[EXERCISE BRIEF] Spot each line in the records below where the word "thread" occurs, then copy it.

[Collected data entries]
------------------------------------------------------------------------
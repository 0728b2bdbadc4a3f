pub mod commands;
pub mod config;
pub mod console;
pub mod history;
pub mod prompt_loader;
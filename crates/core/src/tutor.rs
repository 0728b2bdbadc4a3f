use crate::backend::CompletionBackend;
use crate::transcript::TranscriptEntry;
use crate::types::SessionConfig;
use async_trait::async_trait;
use std::sync::Arc;

/// Number of transcript entries given to the model as conversation context.
pub const DEFAULT_CONTEXT_WINDOW: usize = 10;

pub const DEFAULT_TUTOR_INSTRUCTIONS: &str = r#"You are a highly knowledgeable tutor teaching a real-time voice session with a student. Your goal is to teach the student about the topic and subject.

Tutor Guidelines:
- Stick to the given topic: "{topic}" and subject: "{subject}" and teach the student about it.
- Keep the conversation flowing smoothly while maintaining control.
- From time to time make sure that the student is following you and understands you.
- Break down the topic into smaller parts and teach the student one part at a time.
- Keep your style of conversation "{style}".
- Keep your responses short, like in a real voice conversation.
- Do not include any special characters in your responses - this is a voice conversation.
- Maximum response length should be 2-3 sentences for natural conversation flow.
- The student may communicate via voice or text - respond naturally to both."#;

#[derive(Debug, Clone, PartialEq, Eq, thiserror::Error)]
pub enum UpstreamError {
    #[error("language model request failed: {0}")]
    Request(String),
    #[error("language model returned HTTP {status}: {body}")]
    Status { status: u16, body: String },
    #[error("language model returned an empty reply")]
    EmptyReply,
}

/// Produces the tutor's next reply from the conversation so far.
#[async_trait]
pub trait Tutor: Send + Sync {
    /// `history` holds the entries that precede `user_input`, oldest first.
    async fn get_reply(
        &self,
        user_input: &str,
        config: &SessionConfig,
        history: &[TranscriptEntry],
    ) -> Result<String, UpstreamError>;
}

pub struct TutorClient {
    backend: Arc<dyn CompletionBackend>,
    model: String,
    instructions: String,
    context_window: usize,
}

impl TutorClient {
    pub fn new(backend: Arc<dyn CompletionBackend>, model: impl Into<String>) -> Self {
        Self {
            backend,
            model: model.into(),
            instructions: DEFAULT_TUTOR_INSTRUCTIONS.to_string(),
            context_window: DEFAULT_CONTEXT_WINDOW,
        }
    }

    /// Replaces the instruction template. `{topic}`, `{subject}` and `{style}` are substituted.
    pub fn with_instructions(mut self, instructions: impl Into<String>) -> Self {
        self.instructions = instructions.into();
        self
    }

    pub fn with_context_window(mut self, window: usize) -> Self {
        self.context_window = window.max(1);
        self
    }

    pub fn model(&self) -> &str {
        &self.model
    }

    pub fn build_prompt(
        &self,
        user_input: &str,
        config: &SessionConfig,
        history: &[TranscriptEntry],
    ) -> String {
        let instructions = self
            .instructions
            .replace("{topic}", &config.topic)
            .replace("{subject}", &config.subject)
            .replace("{style}", &config.style);

        let start = history.len().saturating_sub(self.context_window);
        let conversation = history[start..]
            .iter()
            .map(|entry| format!("{}: {}", entry.role.prompt_label(), entry.content))
            .collect::<Vec<_>>()
            .join("\n");

        format!(
            "{instructions}\n\nPrevious conversation:\n{conversation}\n\nCurrent student message: {user_input}\n\nRespond as the tutor:"
        )
    }
}

#[async_trait]
impl Tutor for TutorClient {
    async fn get_reply(
        &self,
        user_input: &str,
        config: &SessionConfig,
        history: &[TranscriptEntry],
    ) -> Result<String, UpstreamError> {
        let prompt = self.build_prompt(user_input, config, history);
        tracing::debug!(model = %self.model, history = history.len(), "Requesting tutor reply.");

        let reply = self.backend.complete(&self.model, &prompt).await?;
        let reply = reply.trim();
        if reply.is_empty() {
            return Err(UpstreamError::EmptyReply);
        }
        Ok(reply.to_string())
    }
}

#[cfg(test)]
mod tests {
    use super::*;
    use crate::backend::MockCompletionBackend;
    use crate::transcript::Transcript;
    use crate::types::Role;
    use std::sync::Mutex;

    fn physics() -> SessionConfig {
        SessionConfig::new("c-1", "physics", "inertia", "casual", "Newton")
    }

    #[test]
    fn prompt_has_instructions_history_and_current_message() {
        let tutor = TutorClient::new(Arc::new(MockCompletionBackend::new()), "gemini-1.5-flash");
        let mut transcript = Transcript::new();
        transcript.append(Role::Assistant, "Hello, let's start.");
        transcript.append(Role::User, "Hi there");

        let prompt = tutor.build_prompt("what is inertia", &physics(), transcript.entries());

        assert!(prompt.starts_with("You are a highly knowledgeable tutor"));
        assert!(prompt.contains(r#"topic: "inertia" and subject: "physics""#));
        assert!(prompt.contains(r#"Keep your style of conversation "casual""#));
        assert!(prompt.contains(
            "Previous conversation:\nTutor: Hello, let's start.\nStudent: Hi there\n\nCurrent student message: what is inertia\n\nRespond as the tutor:"
        ));
    }

    #[test]
    fn prompt_keeps_only_the_context_window() {
        let tutor = TutorClient::new(Arc::new(MockCompletionBackend::new()), "m")
            .with_instructions("Teach {topic}.")
            .with_context_window(2);
        let mut transcript = Transcript::new();
        for line in ["one", "two", "three"] {
            transcript.append(Role::User, line);
        }

        let prompt = tutor.build_prompt("four", &physics(), transcript.entries());
        assert_eq!(
            prompt,
            "Teach inertia.\n\nPrevious conversation:\nStudent: two\nStudent: three\n\nCurrent student message: four\n\nRespond as the tutor:"
        );
    }

    #[tokio::test]
    async fn reply_is_trimmed_and_prompt_is_sent_to_configured_model() {
        let seen = Arc::new(Mutex::new(Vec::new()));
        let sink = seen.clone();
        let mut backend = MockCompletionBackend::new();
        backend
            .expect_complete()
            .times(1)
            .returning(move |model, prompt| {
                sink.lock().unwrap().push((model.to_string(), prompt.to_string()));
                Box::pin(async move { Ok("  Inertia is resistance to change.\n".to_string()) })
            });
        let tutor = TutorClient::new(Arc::new(backend), "gemini-1.5-flash");

        let reply = tutor.get_reply("what is inertia", &physics(), &[]).await;

        assert_eq!(reply, Ok("Inertia is resistance to change.".to_string()));
        let seen = seen.lock().unwrap();
        assert_eq!(seen[0].0, "gemini-1.5-flash");
        assert!(seen[0].1.contains("Current student message: what is inertia"));
    }

    #[tokio::test]
    async fn blank_reply_is_an_error() {
        let mut backend = MockCompletionBackend::new();
        backend
            .expect_complete()
            .returning(|_, _| Box::pin(async move { Ok("   ".to_string()) }));
        let tutor = TutorClient::new(Arc::new(backend), "m");

        assert_eq!(
            tutor.get_reply("hi", &physics(), &[]).await,
            Err(UpstreamError::EmptyReply)
        );
    }

    #[tokio::test]
    async fn backend_failure_is_passed_through() {
        let mut backend = MockCompletionBackend::new();
        backend.expect_complete().returning(|_, _| {
            Box::pin(async move {
                Err(UpstreamError::Status {
                    status: 503,
                    body: "overloaded".to_string(),
                })
            })
        });
        let tutor = TutorClient::new(Arc::new(backend), "m");

        let err = tutor.get_reply("hi", &physics(), &[]).await.unwrap_err();
        assert_eq!(err.to_string(), "language model returned HTTP 503: overloaded");
    }
}
use crate::capture::CaptureError;
use crate::playback::PlaybackError;
use crate::tutor::UpstreamError;
use crate::types::CallStatus;

/// Every failure the orchestrator reports, either as a returned error or through the
/// `error` event.
#[derive(Debug, Clone, PartialEq, thiserror::Error)]
pub enum SessionError {
    /// No usable speech engines. The session never becomes active.
    #[error("voice session could not start: {0}")]
    Startup(String),
    /// Ends the call.
    #[error(
        "microphone access is required for voice conversation (speech recognition error: {class}); enable microphone permissions and try again"
    )]
    Permission { class: String },
    #[error("speech recognition error: {class}")]
    TransientCapture { class: String },
    #[error(transparent)]
    Upstream(#[from] UpstreamError),
    #[error(transparent)]
    Playback(#[from] PlaybackError),
    #[error("operation not allowed while the session is {0}")]
    InvalidState(CallStatus),
    #[error("message must not be empty")]
    InvalidInput,
}

impl SessionError {
    /// Whether this error moves the session to FINISHED on its own.
    pub fn is_fatal(&self) -> bool {
        matches!(self, SessionError::Startup(_) | SessionError::Permission { .. })
    }
}

impl From<CaptureError> for SessionError {
    fn from(err: CaptureError) -> Self {
        match err {
            CaptureError::Unsupported => {
                SessionError::Startup("speech recognition is not supported".to_string())
            }
            CaptureError::Permission { class } => SessionError::Permission { class },
            CaptureError::Transient { class } => SessionError::TransientCapture { class },
        }
    }
}

#[cfg(test)]
mod tests {
    use super::*;

    #[test]
    fn permission_message_names_the_error_class() {
        let err = SessionError::from(CaptureError::Permission {
            class: "not-allowed".to_string(),
        });
        assert!(err.is_fatal());
        assert!(err.to_string().contains("not-allowed"));
        assert!(err.to_string().contains("enable microphone permissions"));
    }

    #[test]
    fn per_turn_errors_are_not_fatal() {
        assert!(!SessionError::Upstream(UpstreamError::EmptyReply).is_fatal());
        assert!(!SessionError::TransientCapture {
            class: "no-speech".to_string()
        }
        .is_fatal());
        assert!(!SessionError::InvalidState(CallStatus::Inactive).is_fatal());
    }
}
use thiserror::Error;

/// Failures reported by the collaborators the engine consumes.
#[derive(Debug, Error)]
pub enum CoreError {
    #[error("resource hierarchy error: {0}")]
    Hierarchy(String),

    #[error("identity error: {0}")]
    Identity(String),

    #[error("resource not found: {0}")]
    NotFound(String),

    #[error("collaborator exceeded its time budget of {budget_ms}ms")]
    Timeout { budget_ms: u64 },

    #[error("internal error: {0}")]
    Internal(String),
}

pub type CoreResult<T> = Result<T, CoreError>;
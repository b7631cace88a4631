//! Fine-grained actions, namespaced by resource kind.
//!
//! The wire form is `"<resource_type>:<verb>"` (e.g. `"document:read"`).
//! Each resource kind has its own closed verb set, so an action can never
//! name a verb its resource does not support.

use permgate_core::ResourceType;
use serde::{Deserialize, Serialize};
use std::fmt;
use std::str::FromStr;

macro_rules! define_verbs {
    ($name:ident { $($variant:ident => $verb:literal),+ $(,)? }) => {
        #[derive(Debug, Clone, Copy, PartialEq, Eq, Hash)]
        pub enum $name {
            $($variant),+
        }

        impl $name {
            pub const ALL: &'static [$name] = &[$($name::$variant),+];

            pub fn as_str(&self) -> &'static str {
                match self {
                    $($name::$variant => $verb),+
                }
            }

            fn from_verb(verb: &str) -> Option<Self> {
                match verb {
                    $($verb => Some($name::$variant),)+
                    _ => None,
                }
            }
        }
    };
}

define_verbs!(DocumentAction {
    Read => "read",
    Write => "write",
    Delete => "delete",
    Share => "share",
    Download => "download",
    Comment => "comment",
    Approve => "approve",
});

define_verbs!(FolderAction {
    Read => "read",
    Create => "create",
    Write => "write",
    Delete => "delete",
    Share => "share",
    Manage => "manage",
});

define_verbs!(WorkflowAction {
    Read => "read",
    Create => "create",
    Execute => "execute",
    Approve => "approve",
    Manage => "manage",
});

define_verbs!(ReportAction {
    View => "view",
    Create => "create",
    Export => "export",
    Schedule => "schedule",
});

define_verbs!(SystemAction {
    Admin => "admin",
    Configure => "configure",
    Audit => "audit",
    ManageUsers => "manage_users",
});

define_verbs!(GlobalAction {
    Admin => "admin",
});

/// An action tag bound to the resource kind it acts on.
#[derive(Debug, Clone, Copy, PartialEq, Eq, Hash, Serialize, Deserialize)]
#[serde(try_from = "String", into = "String")]
pub enum Action {
    Document(DocumentAction),
    Folder(FolderAction),
    Workflow(WorkflowAction),
    Report(ReportAction),
    System(SystemAction),
    Global(GlobalAction),
}

impl Action {
    pub fn resource_type(&self) -> ResourceType {
        match self {
            Action::Document(_) => ResourceType::Document,
            Action::Folder(_) => ResourceType::Folder,
            Action::Workflow(_) => ResourceType::Workflow,
            Action::Report(_) => ResourceType::Report,
            Action::System(_) => ResourceType::System,
            Action::Global(_) => ResourceType::Global,
        }
    }

    pub fn verb(&self) -> &'static str {
        match self {
            Action::Document(a) => a.as_str(),
            Action::Folder(a) => a.as_str(),
            Action::Workflow(a) => a.as_str(),
            Action::Report(a) => a.as_str(),
            Action::System(a) => a.as_str(),
            Action::Global(a) => a.as_str(),
        }
    }

    /// Every action defined for a resource type.
    pub fn all_for(resource_type: ResourceType) -> Vec<Action> {
        match resource_type {
            ResourceType::Document => DocumentAction::ALL.iter().copied().map(Action::Document).collect(),
            ResourceType::Folder => FolderAction::ALL.iter().copied().map(Action::Folder).collect(),
            ResourceType::Workflow => WorkflowAction::ALL.iter().copied().map(Action::Workflow).collect(),
            ResourceType::Report => ReportAction::ALL.iter().copied().map(Action::Report).collect(),
            ResourceType::System => SystemAction::ALL.iter().copied().map(Action::System).collect(),
            ResourceType::Global => GlobalAction::ALL.iter().copied().map(Action::Global).collect(),
        }
    }
}

impl fmt::Display for Action {
    fn fmt(&self, f: &mut fmt::Formatter<'_>) -> fmt::Result {
        write!(f, "{}:{}", self.resource_type(), self.verb())
    }
}

impl FromStr for Action {
    type Err = String;

    fn from_str(s: &str) -> Result<Self, Self::Err> {
        let (kind, verb) = s
            .split_once(':')
            .ok_or_else(|| format!("action '{}' must have the form <resource_type>:<verb>", s))?;
        let resource_type: ResourceType = kind.parse()?;
        let verb = verb.to_ascii_lowercase();
        let action = match resource_type {
            ResourceType::Document => DocumentAction::from_verb(&verb).map(Action::Document),
            ResourceType::Folder => FolderAction::from_verb(&verb).map(Action::Folder),
            ResourceType::Workflow => WorkflowAction::from_verb(&verb).map(Action::Workflow),
            ResourceType::Report => ReportAction::from_verb(&verb).map(Action::Report),
            ResourceType::System => SystemAction::from_verb(&verb).map(Action::System),
            ResourceType::Global => GlobalAction::from_verb(&verb).map(Action::Global),
        };
        action.ok_or_else(|| format!("unknown {} action '{}'", resource_type, verb))
    }
}

impl TryFrom<String> for Action {
    type Error = String;

    fn try_from(value: String) -> Result<Self, Self::Error> {
        value.parse()
    }
}

impl From<Action> for String {
    fn from(action: Action) -> Self {
        action.to_string()
    }
}
//! Bounded collaborator calls.
//!
//! Collaborators receive their budget but are not trusted to honor it.
//! Each lookup runs on its own thread and the caller stops waiting once
//! the budget is spent; a lookup that finishes late is discarded.

use permgate_core::{CoreError, CoreResult};
use std::sync::mpsc;
use std::thread;
use std::time::Duration;

/// Run `lookup` and wait at most `budget` for its result.
///
/// Returns [`CoreError::Timeout`] when the budget passes first. The worker
/// thread is left to finish on its own.
pub fn call_with_deadline<T, F>(budget: Duration, lookup: F) -> CoreResult<T>
where
    T: Send + 'static,
    F: FnOnce() -> CoreResult<T> + Send + 'static,
{
    let budget_ms = budget.as_millis() as u64;
    if budget.is_zero() {
        return Err(CoreError::Timeout { budget_ms });
    }

    let (tx, rx) = mpsc::sync_channel(1);
    thread::Builder::new()
        .name("permgate-lookup".into())
        .spawn(move || {
            // receiver is gone once the caller stopped waiting
            let _ = tx.send(lookup());
        })
        .map_err(|e| CoreError::Internal(format!("cannot start lookup thread: {}", e)))?;

    match rx.recv_timeout(budget) {
        Ok(result) => result,
        Err(mpsc::RecvTimeoutError::Timeout) => Err(CoreError::Timeout { budget_ms }),
        Err(mpsc::RecvTimeoutError::Disconnected) => {
            Err(CoreError::Internal("lookup thread exited without a result".into()))
        }
    }
}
------------------------------------------------------------------------
[REPLY TO THE TASK]
//! Each lookup runs on its own thread and the caller stops waiting once
use std::thread;
/// thread is left to finish on its own.
    thread::Builder::new()
        .map_err(|e| CoreError::Internal(format!("cannot start lookup thread: {}", e)))?;
            Err(CoreError::Internal("lookup thread exited without a result".into()))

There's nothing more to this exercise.